━━ Data for the task ━━

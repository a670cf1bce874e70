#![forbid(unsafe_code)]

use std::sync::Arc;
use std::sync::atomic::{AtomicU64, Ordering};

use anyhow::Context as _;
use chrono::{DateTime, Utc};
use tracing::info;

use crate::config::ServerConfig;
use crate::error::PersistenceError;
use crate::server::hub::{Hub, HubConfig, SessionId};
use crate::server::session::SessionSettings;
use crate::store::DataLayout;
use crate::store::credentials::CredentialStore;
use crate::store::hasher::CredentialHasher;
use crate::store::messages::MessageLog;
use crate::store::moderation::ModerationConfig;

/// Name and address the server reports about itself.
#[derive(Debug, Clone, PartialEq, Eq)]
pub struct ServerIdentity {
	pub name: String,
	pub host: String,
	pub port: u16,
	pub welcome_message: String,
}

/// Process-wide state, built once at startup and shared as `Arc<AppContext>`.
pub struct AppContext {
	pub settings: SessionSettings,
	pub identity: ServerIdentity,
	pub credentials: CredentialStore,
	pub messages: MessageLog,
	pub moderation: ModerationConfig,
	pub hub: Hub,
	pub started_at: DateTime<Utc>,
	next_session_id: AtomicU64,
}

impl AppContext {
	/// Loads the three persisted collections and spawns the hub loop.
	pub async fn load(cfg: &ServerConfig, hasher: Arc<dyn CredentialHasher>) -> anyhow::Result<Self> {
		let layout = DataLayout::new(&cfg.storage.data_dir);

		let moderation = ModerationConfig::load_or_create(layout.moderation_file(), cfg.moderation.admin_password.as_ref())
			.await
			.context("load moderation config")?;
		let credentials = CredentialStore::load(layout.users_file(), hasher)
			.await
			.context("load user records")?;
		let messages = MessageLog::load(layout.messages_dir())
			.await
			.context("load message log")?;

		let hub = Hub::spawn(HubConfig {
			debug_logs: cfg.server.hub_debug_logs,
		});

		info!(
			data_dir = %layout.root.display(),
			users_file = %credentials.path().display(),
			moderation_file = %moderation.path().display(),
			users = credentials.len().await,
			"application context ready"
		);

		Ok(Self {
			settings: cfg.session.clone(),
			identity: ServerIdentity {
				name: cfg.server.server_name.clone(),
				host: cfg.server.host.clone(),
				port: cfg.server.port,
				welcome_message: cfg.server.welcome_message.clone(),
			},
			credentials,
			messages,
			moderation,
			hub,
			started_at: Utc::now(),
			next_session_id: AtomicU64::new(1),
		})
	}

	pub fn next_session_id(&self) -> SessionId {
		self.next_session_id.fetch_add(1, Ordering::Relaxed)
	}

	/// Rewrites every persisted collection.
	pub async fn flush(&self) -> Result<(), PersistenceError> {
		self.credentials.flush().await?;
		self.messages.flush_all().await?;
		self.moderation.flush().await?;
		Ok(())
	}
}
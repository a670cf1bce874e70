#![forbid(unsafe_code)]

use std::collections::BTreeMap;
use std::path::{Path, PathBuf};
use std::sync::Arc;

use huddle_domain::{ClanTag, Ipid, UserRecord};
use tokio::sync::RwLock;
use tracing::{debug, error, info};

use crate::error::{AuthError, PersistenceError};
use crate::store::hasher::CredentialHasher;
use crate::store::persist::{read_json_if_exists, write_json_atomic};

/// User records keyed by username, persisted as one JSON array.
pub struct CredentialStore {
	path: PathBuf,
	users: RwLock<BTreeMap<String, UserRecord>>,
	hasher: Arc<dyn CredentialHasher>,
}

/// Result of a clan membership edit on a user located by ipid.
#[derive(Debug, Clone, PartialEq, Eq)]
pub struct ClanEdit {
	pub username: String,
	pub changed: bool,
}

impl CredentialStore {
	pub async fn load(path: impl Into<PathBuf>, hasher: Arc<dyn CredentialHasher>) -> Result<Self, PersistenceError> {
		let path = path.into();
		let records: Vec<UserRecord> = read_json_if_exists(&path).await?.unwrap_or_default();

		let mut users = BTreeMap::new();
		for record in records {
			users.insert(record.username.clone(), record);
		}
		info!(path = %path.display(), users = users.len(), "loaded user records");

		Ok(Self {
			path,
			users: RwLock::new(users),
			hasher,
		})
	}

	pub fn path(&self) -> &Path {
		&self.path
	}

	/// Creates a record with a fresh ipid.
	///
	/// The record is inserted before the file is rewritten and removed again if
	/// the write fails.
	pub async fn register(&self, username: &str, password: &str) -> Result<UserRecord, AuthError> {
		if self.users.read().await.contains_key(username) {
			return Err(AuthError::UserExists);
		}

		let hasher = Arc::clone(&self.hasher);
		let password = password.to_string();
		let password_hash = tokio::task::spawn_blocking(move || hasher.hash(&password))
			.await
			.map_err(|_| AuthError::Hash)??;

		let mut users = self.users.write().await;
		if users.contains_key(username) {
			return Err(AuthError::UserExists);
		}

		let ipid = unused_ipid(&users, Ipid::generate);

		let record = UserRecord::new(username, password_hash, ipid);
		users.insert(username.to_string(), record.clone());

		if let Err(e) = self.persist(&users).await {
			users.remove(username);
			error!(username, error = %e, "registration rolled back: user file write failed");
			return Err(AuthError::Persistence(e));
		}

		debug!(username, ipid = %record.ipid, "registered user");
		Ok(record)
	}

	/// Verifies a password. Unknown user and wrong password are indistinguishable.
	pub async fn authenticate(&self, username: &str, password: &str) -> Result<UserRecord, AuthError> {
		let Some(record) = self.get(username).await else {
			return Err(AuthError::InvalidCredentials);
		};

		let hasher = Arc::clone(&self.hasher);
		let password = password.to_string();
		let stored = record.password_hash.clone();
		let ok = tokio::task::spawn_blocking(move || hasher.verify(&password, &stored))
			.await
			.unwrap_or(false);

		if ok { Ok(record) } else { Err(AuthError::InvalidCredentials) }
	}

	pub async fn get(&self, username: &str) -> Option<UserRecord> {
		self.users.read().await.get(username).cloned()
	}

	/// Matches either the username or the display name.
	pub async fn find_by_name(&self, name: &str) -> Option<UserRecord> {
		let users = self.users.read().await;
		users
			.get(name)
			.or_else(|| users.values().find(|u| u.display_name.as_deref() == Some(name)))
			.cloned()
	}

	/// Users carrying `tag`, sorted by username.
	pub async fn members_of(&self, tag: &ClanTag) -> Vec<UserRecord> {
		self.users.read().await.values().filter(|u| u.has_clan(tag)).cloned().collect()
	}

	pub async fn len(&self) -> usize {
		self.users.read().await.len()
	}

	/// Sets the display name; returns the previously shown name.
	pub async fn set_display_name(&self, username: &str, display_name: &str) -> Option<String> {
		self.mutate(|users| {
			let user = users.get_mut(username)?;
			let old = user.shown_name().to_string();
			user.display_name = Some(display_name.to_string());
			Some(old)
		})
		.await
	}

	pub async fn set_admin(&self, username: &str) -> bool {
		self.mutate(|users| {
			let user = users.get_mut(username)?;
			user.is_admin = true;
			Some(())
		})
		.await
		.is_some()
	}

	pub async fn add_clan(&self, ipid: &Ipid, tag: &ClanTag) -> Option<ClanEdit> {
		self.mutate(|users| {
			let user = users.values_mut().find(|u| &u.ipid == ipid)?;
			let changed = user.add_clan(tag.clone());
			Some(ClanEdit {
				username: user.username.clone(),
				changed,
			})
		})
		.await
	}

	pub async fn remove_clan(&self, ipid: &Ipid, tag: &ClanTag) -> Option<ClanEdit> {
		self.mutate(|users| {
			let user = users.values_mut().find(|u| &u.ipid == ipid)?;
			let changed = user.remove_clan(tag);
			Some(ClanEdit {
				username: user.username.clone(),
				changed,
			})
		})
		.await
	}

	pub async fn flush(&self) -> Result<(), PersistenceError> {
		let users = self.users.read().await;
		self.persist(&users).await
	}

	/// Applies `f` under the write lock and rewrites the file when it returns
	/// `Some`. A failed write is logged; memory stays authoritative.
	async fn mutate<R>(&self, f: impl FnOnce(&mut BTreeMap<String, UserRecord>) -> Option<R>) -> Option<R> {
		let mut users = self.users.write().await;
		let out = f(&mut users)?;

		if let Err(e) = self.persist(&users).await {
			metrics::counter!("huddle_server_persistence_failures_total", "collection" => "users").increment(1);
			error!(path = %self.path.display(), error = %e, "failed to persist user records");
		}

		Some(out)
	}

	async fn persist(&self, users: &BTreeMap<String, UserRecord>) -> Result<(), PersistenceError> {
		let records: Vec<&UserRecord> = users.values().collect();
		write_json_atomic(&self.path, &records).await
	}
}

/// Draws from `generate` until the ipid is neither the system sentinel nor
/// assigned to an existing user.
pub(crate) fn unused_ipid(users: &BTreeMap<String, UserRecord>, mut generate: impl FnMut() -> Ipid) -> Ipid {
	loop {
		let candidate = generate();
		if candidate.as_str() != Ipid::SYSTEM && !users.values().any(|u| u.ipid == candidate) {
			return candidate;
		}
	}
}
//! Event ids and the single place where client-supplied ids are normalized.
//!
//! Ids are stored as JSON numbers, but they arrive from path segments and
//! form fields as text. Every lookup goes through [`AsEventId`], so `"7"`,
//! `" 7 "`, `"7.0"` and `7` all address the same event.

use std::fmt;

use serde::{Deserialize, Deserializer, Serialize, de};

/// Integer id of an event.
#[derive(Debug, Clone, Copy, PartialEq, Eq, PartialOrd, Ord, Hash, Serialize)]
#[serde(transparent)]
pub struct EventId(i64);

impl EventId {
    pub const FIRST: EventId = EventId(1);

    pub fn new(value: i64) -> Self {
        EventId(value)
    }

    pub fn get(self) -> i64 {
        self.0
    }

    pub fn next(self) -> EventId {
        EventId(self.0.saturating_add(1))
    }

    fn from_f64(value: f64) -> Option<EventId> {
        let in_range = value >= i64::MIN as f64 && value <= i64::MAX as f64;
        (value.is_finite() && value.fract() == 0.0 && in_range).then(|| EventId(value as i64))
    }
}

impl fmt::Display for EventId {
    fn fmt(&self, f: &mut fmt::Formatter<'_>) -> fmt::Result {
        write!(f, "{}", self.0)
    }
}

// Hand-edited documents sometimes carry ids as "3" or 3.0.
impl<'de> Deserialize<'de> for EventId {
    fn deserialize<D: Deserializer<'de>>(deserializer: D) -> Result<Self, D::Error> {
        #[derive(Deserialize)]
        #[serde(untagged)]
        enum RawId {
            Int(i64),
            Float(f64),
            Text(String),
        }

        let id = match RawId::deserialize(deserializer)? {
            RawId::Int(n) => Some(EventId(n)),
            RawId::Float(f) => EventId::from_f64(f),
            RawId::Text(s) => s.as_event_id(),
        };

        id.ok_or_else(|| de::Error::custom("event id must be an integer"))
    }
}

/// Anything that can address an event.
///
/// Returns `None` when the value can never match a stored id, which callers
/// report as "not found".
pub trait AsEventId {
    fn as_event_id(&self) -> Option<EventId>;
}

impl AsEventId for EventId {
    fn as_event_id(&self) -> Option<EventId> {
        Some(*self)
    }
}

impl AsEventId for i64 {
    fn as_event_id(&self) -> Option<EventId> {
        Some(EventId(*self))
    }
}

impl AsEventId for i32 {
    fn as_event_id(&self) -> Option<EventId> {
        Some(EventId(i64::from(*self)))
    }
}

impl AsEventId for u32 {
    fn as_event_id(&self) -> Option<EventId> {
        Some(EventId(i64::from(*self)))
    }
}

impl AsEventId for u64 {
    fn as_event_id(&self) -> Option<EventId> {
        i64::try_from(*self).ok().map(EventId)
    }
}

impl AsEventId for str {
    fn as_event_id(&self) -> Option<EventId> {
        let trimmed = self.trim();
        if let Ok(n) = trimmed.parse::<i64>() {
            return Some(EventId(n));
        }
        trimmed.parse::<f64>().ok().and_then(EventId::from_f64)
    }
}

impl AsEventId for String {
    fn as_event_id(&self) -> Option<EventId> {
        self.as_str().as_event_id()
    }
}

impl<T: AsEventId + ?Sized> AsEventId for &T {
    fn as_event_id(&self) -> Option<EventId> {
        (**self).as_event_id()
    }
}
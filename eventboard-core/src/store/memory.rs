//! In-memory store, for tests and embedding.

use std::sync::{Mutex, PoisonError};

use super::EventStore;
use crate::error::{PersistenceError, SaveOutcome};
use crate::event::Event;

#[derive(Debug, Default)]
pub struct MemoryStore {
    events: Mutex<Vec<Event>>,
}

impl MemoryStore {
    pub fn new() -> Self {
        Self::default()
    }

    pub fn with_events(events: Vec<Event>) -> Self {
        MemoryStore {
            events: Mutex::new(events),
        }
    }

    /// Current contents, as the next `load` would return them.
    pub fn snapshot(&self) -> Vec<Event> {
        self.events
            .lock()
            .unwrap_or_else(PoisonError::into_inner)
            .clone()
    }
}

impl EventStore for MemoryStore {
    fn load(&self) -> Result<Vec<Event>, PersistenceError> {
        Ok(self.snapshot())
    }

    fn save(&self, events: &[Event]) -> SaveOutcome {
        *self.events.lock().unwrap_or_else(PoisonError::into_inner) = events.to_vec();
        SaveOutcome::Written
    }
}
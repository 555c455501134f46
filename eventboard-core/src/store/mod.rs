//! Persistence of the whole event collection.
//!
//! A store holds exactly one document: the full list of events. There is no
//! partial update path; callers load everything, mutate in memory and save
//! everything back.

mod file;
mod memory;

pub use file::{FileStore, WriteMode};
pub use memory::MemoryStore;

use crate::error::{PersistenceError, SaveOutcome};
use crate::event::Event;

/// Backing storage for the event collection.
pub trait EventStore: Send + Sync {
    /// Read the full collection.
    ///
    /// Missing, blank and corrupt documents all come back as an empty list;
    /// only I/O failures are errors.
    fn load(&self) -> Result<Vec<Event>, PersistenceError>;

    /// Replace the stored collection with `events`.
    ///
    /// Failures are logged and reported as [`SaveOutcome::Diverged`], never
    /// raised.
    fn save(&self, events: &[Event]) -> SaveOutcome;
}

━━━

-- Your objective --
Copy out each line of the data that holds the string "records".

-- Solution to this task --
			.context("load user records")?;
/// User records keyed by username, persisted as one JSON array.
		let records: Vec<UserRecord> = read_json_if_exists(&path).await?.unwrap_or_default();
		for record in records {
		info!(path = %path.display(), users = users.len(), "loaded user records");
			error!(path = %self.path.display(), error = %e, "failed to persist user records");
		let records: Vec<&UserRecord> = users.values().collect();
		write_json_atomic(&self.path, &records).await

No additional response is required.